• [TASK INSTRUCTIONS]: Your answer must consist solely of the lines from the start of the entries below through the line with "pub(crate) fn sanitize_html(policy: &Policy, src: &str)", unchanged.

• [DATA TO PROCESS]:

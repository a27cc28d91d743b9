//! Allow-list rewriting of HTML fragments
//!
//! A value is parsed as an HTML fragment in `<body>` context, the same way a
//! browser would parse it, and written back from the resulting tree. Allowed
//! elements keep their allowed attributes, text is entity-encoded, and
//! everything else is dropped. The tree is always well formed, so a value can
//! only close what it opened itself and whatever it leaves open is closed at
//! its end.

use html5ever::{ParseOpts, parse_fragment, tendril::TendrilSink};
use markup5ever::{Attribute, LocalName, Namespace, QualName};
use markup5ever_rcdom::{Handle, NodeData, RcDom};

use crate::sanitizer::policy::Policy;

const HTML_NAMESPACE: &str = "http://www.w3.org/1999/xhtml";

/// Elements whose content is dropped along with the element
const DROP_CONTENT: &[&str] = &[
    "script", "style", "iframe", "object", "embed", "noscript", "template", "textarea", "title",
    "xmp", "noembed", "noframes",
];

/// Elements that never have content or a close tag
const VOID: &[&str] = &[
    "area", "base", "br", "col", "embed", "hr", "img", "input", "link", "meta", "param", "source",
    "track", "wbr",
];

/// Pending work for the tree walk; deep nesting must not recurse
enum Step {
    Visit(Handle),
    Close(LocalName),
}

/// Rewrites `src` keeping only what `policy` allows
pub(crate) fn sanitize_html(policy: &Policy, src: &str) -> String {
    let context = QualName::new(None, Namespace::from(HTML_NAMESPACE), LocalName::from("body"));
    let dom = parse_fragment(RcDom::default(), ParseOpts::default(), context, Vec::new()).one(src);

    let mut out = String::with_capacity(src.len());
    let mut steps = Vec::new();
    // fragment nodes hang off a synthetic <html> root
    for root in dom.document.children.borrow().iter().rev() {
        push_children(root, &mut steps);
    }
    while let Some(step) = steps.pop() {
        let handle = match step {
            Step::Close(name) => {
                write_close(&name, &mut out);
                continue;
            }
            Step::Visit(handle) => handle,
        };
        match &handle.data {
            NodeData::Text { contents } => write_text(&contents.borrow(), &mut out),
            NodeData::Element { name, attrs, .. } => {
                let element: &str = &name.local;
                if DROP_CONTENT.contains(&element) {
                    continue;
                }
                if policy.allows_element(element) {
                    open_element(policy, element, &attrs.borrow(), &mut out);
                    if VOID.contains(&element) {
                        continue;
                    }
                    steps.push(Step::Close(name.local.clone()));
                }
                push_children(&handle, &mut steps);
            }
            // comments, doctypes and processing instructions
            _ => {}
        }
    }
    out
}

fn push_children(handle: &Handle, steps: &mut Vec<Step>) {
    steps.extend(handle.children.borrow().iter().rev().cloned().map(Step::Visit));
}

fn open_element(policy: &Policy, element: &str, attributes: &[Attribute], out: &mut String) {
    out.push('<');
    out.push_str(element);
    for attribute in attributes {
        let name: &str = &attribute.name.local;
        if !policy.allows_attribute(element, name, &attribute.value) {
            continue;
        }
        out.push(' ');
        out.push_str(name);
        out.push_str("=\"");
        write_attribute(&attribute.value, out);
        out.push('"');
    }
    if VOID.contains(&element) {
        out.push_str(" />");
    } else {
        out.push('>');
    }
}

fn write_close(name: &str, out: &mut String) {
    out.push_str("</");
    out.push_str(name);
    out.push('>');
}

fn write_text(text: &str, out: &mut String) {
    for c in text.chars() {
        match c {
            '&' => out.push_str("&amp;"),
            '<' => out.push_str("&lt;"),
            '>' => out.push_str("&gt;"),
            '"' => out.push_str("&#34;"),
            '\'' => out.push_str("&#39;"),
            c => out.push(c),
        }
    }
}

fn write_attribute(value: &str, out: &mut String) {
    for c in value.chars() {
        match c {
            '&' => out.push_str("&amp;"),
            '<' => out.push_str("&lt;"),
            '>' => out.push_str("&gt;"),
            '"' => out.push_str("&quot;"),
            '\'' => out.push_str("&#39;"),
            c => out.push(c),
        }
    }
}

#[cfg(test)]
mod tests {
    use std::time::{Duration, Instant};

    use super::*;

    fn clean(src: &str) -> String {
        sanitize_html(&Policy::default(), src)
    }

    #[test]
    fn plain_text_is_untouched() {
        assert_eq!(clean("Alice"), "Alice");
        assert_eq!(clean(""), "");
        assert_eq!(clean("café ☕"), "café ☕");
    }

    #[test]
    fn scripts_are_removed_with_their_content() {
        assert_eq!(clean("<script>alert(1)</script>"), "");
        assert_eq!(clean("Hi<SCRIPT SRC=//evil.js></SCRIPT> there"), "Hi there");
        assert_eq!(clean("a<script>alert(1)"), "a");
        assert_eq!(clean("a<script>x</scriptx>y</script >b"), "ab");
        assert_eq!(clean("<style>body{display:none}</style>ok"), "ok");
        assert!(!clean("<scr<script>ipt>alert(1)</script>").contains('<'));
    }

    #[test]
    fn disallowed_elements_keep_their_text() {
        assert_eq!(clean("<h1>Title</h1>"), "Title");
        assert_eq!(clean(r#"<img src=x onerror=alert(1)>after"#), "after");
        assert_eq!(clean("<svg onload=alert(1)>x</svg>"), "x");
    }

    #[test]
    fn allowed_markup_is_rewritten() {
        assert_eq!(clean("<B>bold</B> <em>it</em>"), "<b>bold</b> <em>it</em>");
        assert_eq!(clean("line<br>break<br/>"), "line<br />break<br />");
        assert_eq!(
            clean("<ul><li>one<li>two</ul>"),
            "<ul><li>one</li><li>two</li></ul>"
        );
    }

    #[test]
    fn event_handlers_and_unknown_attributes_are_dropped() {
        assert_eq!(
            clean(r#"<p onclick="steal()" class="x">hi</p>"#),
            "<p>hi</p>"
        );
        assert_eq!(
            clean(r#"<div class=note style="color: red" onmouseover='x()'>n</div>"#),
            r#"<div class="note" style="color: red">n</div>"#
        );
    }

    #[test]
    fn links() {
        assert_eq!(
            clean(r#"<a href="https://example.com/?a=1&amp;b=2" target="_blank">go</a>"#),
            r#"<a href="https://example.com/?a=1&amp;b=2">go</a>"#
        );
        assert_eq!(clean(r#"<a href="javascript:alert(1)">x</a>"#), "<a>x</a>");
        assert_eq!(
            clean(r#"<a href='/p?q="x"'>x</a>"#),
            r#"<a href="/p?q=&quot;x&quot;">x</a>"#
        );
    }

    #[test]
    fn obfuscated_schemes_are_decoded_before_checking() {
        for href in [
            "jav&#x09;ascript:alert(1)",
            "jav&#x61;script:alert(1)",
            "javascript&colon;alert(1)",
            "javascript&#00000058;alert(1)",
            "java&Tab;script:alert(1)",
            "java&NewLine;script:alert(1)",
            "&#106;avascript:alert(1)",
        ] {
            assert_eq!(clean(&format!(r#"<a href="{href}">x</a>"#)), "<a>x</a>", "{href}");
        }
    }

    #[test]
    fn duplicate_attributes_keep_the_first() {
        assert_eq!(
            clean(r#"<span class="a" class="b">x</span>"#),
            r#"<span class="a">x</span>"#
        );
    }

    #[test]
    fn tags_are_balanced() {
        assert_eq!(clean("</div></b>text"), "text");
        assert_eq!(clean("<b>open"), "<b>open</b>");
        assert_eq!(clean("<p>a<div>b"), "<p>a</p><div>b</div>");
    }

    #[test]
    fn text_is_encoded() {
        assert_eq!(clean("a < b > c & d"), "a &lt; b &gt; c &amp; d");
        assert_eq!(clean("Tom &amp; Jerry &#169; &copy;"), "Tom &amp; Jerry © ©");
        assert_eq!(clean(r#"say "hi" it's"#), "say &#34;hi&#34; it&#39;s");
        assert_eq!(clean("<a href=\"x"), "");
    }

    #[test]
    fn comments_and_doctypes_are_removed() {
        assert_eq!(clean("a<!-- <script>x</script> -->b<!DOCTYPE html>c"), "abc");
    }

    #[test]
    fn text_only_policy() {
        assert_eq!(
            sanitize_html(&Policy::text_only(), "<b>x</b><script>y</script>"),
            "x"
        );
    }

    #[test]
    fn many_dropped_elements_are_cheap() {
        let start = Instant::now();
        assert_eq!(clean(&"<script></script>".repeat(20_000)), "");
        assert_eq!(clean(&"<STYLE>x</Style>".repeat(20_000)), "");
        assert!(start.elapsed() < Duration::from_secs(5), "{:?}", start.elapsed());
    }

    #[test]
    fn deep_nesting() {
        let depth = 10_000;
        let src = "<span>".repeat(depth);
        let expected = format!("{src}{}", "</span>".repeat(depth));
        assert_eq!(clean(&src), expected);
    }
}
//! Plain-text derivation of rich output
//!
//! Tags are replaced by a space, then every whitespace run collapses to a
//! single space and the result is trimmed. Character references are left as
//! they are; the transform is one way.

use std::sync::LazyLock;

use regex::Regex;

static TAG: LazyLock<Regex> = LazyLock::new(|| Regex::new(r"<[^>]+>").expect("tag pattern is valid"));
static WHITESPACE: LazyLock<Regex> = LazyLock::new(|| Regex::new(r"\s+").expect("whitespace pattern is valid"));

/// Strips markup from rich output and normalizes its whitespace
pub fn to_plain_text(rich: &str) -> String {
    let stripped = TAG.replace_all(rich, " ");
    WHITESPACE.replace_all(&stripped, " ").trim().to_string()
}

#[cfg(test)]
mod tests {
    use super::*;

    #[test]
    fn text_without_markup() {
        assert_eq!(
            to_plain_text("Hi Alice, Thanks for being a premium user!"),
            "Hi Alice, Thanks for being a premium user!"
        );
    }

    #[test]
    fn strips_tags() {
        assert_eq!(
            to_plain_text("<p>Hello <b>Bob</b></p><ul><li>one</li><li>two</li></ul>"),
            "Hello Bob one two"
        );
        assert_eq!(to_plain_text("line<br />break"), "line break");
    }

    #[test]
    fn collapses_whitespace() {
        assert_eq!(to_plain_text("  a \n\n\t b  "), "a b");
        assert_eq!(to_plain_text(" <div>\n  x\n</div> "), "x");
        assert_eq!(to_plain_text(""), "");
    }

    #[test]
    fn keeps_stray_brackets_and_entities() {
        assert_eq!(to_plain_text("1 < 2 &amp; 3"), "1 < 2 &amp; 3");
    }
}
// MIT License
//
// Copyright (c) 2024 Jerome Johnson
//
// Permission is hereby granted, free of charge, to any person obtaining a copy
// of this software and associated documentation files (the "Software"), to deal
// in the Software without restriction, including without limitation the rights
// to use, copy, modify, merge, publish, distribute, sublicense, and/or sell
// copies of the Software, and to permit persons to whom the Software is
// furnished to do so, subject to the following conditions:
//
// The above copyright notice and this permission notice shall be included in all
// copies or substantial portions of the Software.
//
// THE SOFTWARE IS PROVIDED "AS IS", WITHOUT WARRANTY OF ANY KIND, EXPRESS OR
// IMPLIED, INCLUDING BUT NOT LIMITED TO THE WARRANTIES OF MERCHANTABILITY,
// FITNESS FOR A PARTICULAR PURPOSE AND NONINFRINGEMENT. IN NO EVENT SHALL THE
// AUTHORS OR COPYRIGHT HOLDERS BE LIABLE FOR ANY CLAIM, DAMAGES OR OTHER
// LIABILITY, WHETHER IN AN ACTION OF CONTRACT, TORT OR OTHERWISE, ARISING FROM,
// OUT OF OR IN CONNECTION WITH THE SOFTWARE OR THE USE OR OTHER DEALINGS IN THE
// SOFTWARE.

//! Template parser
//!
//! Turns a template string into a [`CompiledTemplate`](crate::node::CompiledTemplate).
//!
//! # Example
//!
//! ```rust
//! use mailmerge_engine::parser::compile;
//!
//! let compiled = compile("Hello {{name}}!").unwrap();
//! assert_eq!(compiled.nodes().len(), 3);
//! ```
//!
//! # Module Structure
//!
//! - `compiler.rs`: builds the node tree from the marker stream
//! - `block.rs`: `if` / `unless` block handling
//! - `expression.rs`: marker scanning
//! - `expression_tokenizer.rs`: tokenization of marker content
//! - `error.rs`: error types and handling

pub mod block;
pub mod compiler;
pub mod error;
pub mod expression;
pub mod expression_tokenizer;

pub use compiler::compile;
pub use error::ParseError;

• [RESULT OF THE TASK]:
repository a27cc28d91d743b9
//! Allow-list rewriting of HTML fragments
//!
//! A value is parsed as an HTML fragment in `<body>` context, the same way a
//! browser would parse it, and written back from the resulting tree. Allowed
//! elements keep their allowed attributes, text is entity-encoded, and
//! everything else is dropped. The tree is always well formed, so a value can
//! only close what it opened itself and whatever it leaves open is closed at
//! its end.

use html5ever::{ParseOpts, parse_fragment, tendril::TendrilSink};
use markup5ever::{Attribute, LocalName, Namespace, QualName};
use markup5ever_rcdom::{Handle, NodeData, RcDom};

use crate::sanitizer::policy::Policy;

const HTML_NAMESPACE: &str = "http://www.w3.org/1999/xhtml";

/// Elements whose content is dropped along with the element
const DROP_CONTENT: &[&str] = &[
    "script", "style", "iframe", "object", "embed", "noscript", "template", "textarea", "title",
    "xmp", "noembed", "noframes",
];

/// Elements that never have content or a close tag
const VOID: &[&str] = &[
    "area", "base", "br", "col", "embed", "hr", "img", "input", "link", "meta", "param", "source",
    "track", "wbr",
];

/// Pending work for the tree walk; deep nesting must not recurse
enum Step {
    Visit(Handle),
    Close(LocalName),
}

/// Rewrites `src` keeping only what `policy` allows
pub(crate) fn sanitize_html(policy: &Policy, src: &str) -> String {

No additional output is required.